Ok, I admit I’m grasping for a proper take on this Sunbird. Here’s the deal: I’m not ready to take on the whole J-Car issue today, for a number of reasons. But go ahead, if you must, and let out all your built up love/hate for every one of the millions of J-Cars ever built around the globe in GM’s most ambitious world car program ever. I’m going to save that for one of my treasure trove of Cavaliers. But then this is Pontiac week at CC, and this rare bird appeared out nowhere, and…here we are. So how do we do it justice?
The Sunbird had an unfortunate start inasmuch as its mommy couldn’t decide on its name. Its glorious Monza-clone predecessor bore the Sunbird name. Maybe that’s why the new J-Body version appeared in 1982 as the J2000. And reappeared in 1983 as the 2000. And reappeared in 1984 as the 2000 Sunbird. The circle was squared in 1985, when just Sunbird appeared. And in 1995, a reskinned version appeared as the Sunfire. GM’s perpetual naming issues were on full display here. At least the Cavalier name stuck throughout the Chevy’s protracted lifespan.
The Sunbird had a standing appointment with GM’s rhinoplasty department, going through a seemingly endless parade of new beaks. Maybe it felt self conscious about the rest of its body, which was all Cavalier, all too obviously. If you can keep track of all the front end variations, you should be writing this. I just know that they all stuck out way to far in front, and looked completely divorced from the rest of the body. A Firebirdesque nose on a Cavalier does not make for a harmonious look.

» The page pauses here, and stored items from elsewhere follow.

use weatherscope::{Segment, WeatherScope, WeatherScopeError};

#[tokio::main]
async fn main() -> Result<(), WeatherScopeError> {
    // Start empty and build the registry by searching.
    let mut engine = WeatherScope::builder().cities(vec![]).build()?;

    for query in ["pune", "hyderabad", "ahmedabad"] {
        let added = engine.add_city_by_search(query).await?;
        println!("Added {} at ({:.4}, {:.4})", added.name, added.lat, added.lon);
    }

    let removed = engine.remove_cities(["Ahmedabad", "Surat"]);
    println!("Removed {} city/cities", removed);

    // Force a fetch even if a cached entry would still be live.
    let feed = engine.refresh().force(true).call().await;

    for city in &feed {
        let historical = city
            .series
            .iter()
            .filter(|r| r.segment == Segment::Historical)
            .count();
        println!(
            "{}: {} historical / {} forecast days, current {:.1} °C",
            city.name,
            historical,
            city.series.len() - historical,
            city.current
        );
    }

    Ok(())
}
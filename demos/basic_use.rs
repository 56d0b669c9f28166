use weatherscope::{Metric, WeatherScope, WeatherScopeError};

#[tokio::main]
async fn main() -> Result<(), WeatherScopeError> {
    // Default seed cities, 10 historical + 7 forecast days, 10 minute TTL.
    let engine = WeatherScope::builder().build()?;

    let feed = engine.refresh().call().await;

    let mut ranked: Vec<_> = feed.iter().collect();
    ranked.sort_by(|a, b| {
        b.metric(Metric::AvgMax)
            .total_cmp(&a.metric(Metric::AvgMax))
    });

    println!("Cities ranked by mean daily maximum over the window:");
    for city in ranked {
        println!(
            "  {:<12} now {:>5.1} °C, avg max {:>5.1} °C, avg min {:>5.1} °C ({} days)",
            city.name,
            city.current,
            city.avg_max,
            city.avg_min,
            city.series.len()
        );
    }

    Ok(())
}
use thiserror::Error;

#[derive(Debug, Error)]
pub enum RegistryError {
    #[error("A city named '{0}' is already in the registry")]
    DuplicateName(String),

    #[error("Coordinate ({lat}, {lon}) is out of range (lat must be in [-90, 90], lon in [-180, 180])")]
    InvalidCoordinate { lat: f64, lon: f64 },

    #[error("City name must not be empty")]
    EmptyName,
}
use thiserror::Error;

#[derive(Debug, Error)]
pub enum GeocodeError {
    #[error("Failed to build HTTP client for geocoding")]
    ClientBuild(#[source] reqwest::Error),

    #[error("Network request failed for {0}")]
    NetworkRequest(String, #[source] reqwest::Error),

    #[error("HTTP request failed for {url} with status {status}")]
    HttpStatus {
        url: String,
        status: reqwest::StatusCode,
        #[source]
        source: reqwest::Error,
    },

    #[error("Failed to decode geocoding response for {url}")]
    Decode {
        url: String,
        #[source]
        source: reqwest::Error,
    },

    #[error("No location found for '{0}'")]
    LocationNotFound(String),
}
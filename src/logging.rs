use tracing_subscriber::filter::LevelFilter;
use tracing_subscriber::{EnvFilter, fmt, layer::SubscriberExt, util::SubscriberInitExt};

use crate::error::{Error, Result};

/// Build the event filter: `RUST_LOG` when set, otherwise `fitdata=<level>`.
pub fn filter(level: &str) -> Result<EnvFilter> {
    if let Ok(filter) = EnvFilter::try_from_default_env() {
        return Ok(filter);
    }
    let level: LevelFilter = level
        .parse()
        .map_err(|e| Error::InvalidData(format!("invalid log level {level:?}: {e}")))?;
    EnvFilter::try_new(format!("fitdata={level}"))
        .map_err(|e| Error::InvalidData(format!("invalid log filter: {e}")))
}

/// Initialize logging to stderr.
///
/// Stdout stays reserved for command output.
pub fn init_logging(level: &str) -> Result<()> {
    tracing_subscriber::registry()
        .with(filter(level)?)
        .with(
            fmt::layer()
                .with_writer(std::io::stderr)
                .with_target(false)
                .with_thread_ids(false),
        )
        .try_init()
        .map_err(|e| Error::Io(format!("failed to install log subscriber: {e}")))?;

    tracing::debug!(level, "logging initialized");
    Ok(())
}
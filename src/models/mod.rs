//! Parametric model functions.
//!
//! - `function`: the [`ParametricFunction`] wrapper with parameter fixing
//! - `library`: builtin functions with analytic derivatives
//! - `registry`: an explicit name → function table

pub mod function;
pub mod library;
pub mod registry;

pub use function::*;
pub use registry::*;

The Sunbird was also rather conflicted about its engines. It started out with the Cavalier’s dull 88 hp 1.8 L pushrod four. In its second year, an optional 1.8 L SOHC engine, designed by Opel and built in Brazil, became optional. Or was it the other way around? Curiously, it had four fewer horses on tap than the OHV Chevy, despite presumably costing more. Or did it cost less? Unresolved Sunbird mysteries. Maybe GM was using Sunbird owners as a vast field test to see which engine was better. Go figure; the eighties were GM’s worst decade for many small as well as large reasons.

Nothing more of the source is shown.